▸ **MATERIAL FOR THIS TASK**
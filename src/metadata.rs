//! Image metadata store.
//!
//! One JSON file shared by extraction, description, and generation:
//!
//! ```json
//! {
//!   "version": "1.0",
//!   "generated_at": "2026-03-01T10:00:00+00:00",
//!   "ollama_model": "llava",
//!   "images": {
//!     "unit1_page03_img01.png": {
//!       "unit": "unit1", "page": 3, "path": "outputs/images/unit1_page03_img01.png",
//!       "dimensions": {"width": 640, "height": 480},
//!       "extracted_at": "...", "description": "...", "type": "diagram",
//!       "contains_math": false, "described_at": "..."
//!     }
//!   }
//! }
//! ```
//!
//! `filename` is the key across the whole store. Records are only ever
//! inserted or updated. Reads take no lock; writes are read-modify-write
//! under an async mutex and land through [`crate::output::write_atomic`], so
//! a reader always sees a complete file (last writer wins across processes).

use crate::error::FlashdeckError;
use crate::output::write_atomic;
use chrono::Utc;
use serde::{Deserialize, Serialize};
use std::collections::BTreeMap;
use std::path::{Path, PathBuf};
use tokio::sync::Mutex;
use tracing::{debug, warn};

pub const SCHEMA_VERSION: &str = "1.0";

/// Pixel dimensions of an extracted image.
#[derive(Debug, Clone, Copy, PartialEq, Eq, Serialize, Deserialize, Default)]
pub struct Dimensions {
    pub width: u32,
    pub height: u32,
}

/// One extracted image and its optional enrichment.
#[derive(Debug, Clone, PartialEq, Serialize, Deserialize)]
pub struct ImageMetadata {
    /// Filled from the map key when absent in the file.
    #[serde(default)]
    pub filename: String,
    pub unit: String,
    pub page: u32,
    pub path: String,
    #[serde(default)]
    pub dimensions: Dimensions,
    #[serde(default)]
    pub extracted_at: Option<String>,
    #[serde(default)]
    pub description: Option<String>,
    #[serde(default, rename = "type")]
    pub image_type: Option<String>,
    #[serde(default)]
    pub contains_math: Option<bool>,
    #[serde(default)]
    pub described_at: Option<String>,
}

impl ImageMetadata {
    /// A fresh record for a just-extracted image.
    pub fn extracted(
        filename: impl Into<String>,
        unit: impl Into<String>,
        page: u32,
        path: impl Into<String>,
        dimensions: Dimensions,
    ) -> Self {
        Self {
            filename: filename.into(),
            unit: unit.into(),
            page,
            path: path.into(),
            dimensions,
            extracted_at: Some(now()),
            description: None,
            image_type: None,
            contains_math: None,
            described_at: None,
        }
    }

    pub fn is_described(&self) -> bool {
        self.description
            .as_deref()
            .is_some_and(|d| !d.trim().is_empty())
    }
}

/// The whole store file.
#[derive(Debug, Clone, PartialEq, Serialize, Deserialize)]
pub struct MetadataDocument {
    pub version: String,
    pub generated_at: String,
    #[serde(default)]
    pub ollama_model: Option<String>,
    #[serde(default)]
    pub images: BTreeMap<String, ImageMetadata>,
}

impl Default for MetadataDocument {
    fn default() -> Self {
        Self {
            version: SCHEMA_VERSION.into(),
            generated_at: now(),
            ollama_model: None,
            images: BTreeMap::new(),
        }
    }
}

impl MetadataDocument {
    /// Images of `unit`, ordered by page then filename.
    pub fn images_for_unit(&self, unit: &str) -> Vec<ImageMetadata> {
        let mut images: Vec<ImageMetadata> = self
            .images
            .values()
            .filter(|m| m.unit == unit)
            .cloned()
            .collect();
        images.sort_by(|a, b| a.page.cmp(&b.page).then_with(|| a.filename.cmp(&b.filename)));
        images
    }

    /// Insert a record, or refresh an existing one without losing its
    /// description fields.
    pub fn upsert(&mut self, record: ImageMetadata) {
        match self.images.get_mut(&record.filename) {
            Some(existing) => {
                existing.unit = record.unit;
                existing.page = record.page;
                existing.path = record.path;
                existing.dimensions = record.dimensions;
                existing.extracted_at = record.extracted_at.or(existing.extracted_at.take());
                if record.description.is_some() {
                    existing.description = record.description;
                    existing.image_type = record.image_type;
                    existing.contains_math = record.contains_math;
                    existing.described_at = record.described_at;
                }
            }
            None => {
                self.images.insert(record.filename.clone(), record);
            }
        }
    }

    /// Record a description. Returns false when the image is unknown.
    pub fn set_description(
        &mut self,
        filename: &str,
        description: String,
        image_type: String,
        contains_math: bool,
    ) -> bool {
        match self.images.get_mut(filename) {
            Some(record) => {
                record.description = Some(description);
                record.image_type = Some(image_type);
                record.contains_math = Some(contains_math);
                record.described_at = Some(now());
                true
            }
            None => false,
        }
    }
}

/// Handle on the JSON store file.
#[derive(Debug)]
pub struct MetadataStore {
    path: PathBuf,
    write_lock: Mutex<()>,
}

impl MetadataStore {
    pub fn new(path: impl Into<PathBuf>) -> Self {
        Self {
            path: path.into(),
            write_lock: Mutex::new(()),
        }
    }

    pub fn path(&self) -> &Path {
        &self.path
    }

    /// Read the store. A missing file is an empty store.
    pub async fn load(&self) -> Result<MetadataDocument, FlashdeckError> {
        let text = match tokio::fs::read_to_string(&self.path).await {
            Ok(text) => text,
            Err(e) if e.kind() == std::io::ErrorKind::NotFound => {
                debug!("No metadata store at {}", self.path.display());
                return Ok(MetadataDocument::default());
            }
            Err(e) => return Err(self.error(e.to_string())),
        };
        let mut doc: MetadataDocument =
            serde_json::from_str(&text).map_err(|e| self.error(format!("invalid JSON: {e}")))?;
        if doc.version != SCHEMA_VERSION {
            warn!(
                "Metadata store {} has version {}, expected {}",
                self.path.display(),
                doc.version,
                SCHEMA_VERSION
            );
        }
        for (key, record) in doc.images.iter_mut() {
            if record.filename.is_empty() {
                record.filename = key.clone();
            }
        }
        Ok(doc)
    }

    /// Read-modify-write under the store's write lock.
    ///
    /// Returns whatever `f` returns, after the file has been written.
    pub async fn update<F, T>(&self, f: F) -> Result<T, FlashdeckError>
    where
        F: FnOnce(&mut MetadataDocument) -> T,
    {
        let _guard = self.write_lock.lock().await;
        let mut doc = self.load().await?;
        let out = f(&mut doc);
        doc.generated_at = now();
        let json = serde_json::to_string_pretty(&doc).map_err(|e| self.error(e.to_string()))?;
        write_atomic(&self.path, json).await?;
        Ok(out)
    }

    /// Insert or refresh a batch of extracted images.
    pub async fn record_images(&self, records: Vec<ImageMetadata>) -> Result<usize, FlashdeckError> {
        let count = records.len();
        self.update(|doc| {
            for record in records {
                doc.upsert(record);
            }
        })
        .await?;
        Ok(count)
    }

    fn error(&self, detail: String) -> FlashdeckError {
        FlashdeckError::MetadataStore {
            path: self.path.clone(),
            detail,
        }
    }
}

fn now() -> String {
    Utc::now().to_rfc3339()
}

▸ **WHAT YOU WILL DO**
Read through the entries above, and wherever a line holds the string "load", copy it.

▸ **RESPONSE BELOW**
    pub async fn load(&self) -> Result<MetadataDocument, FlashdeckError> {
        let mut doc = self.load().await?;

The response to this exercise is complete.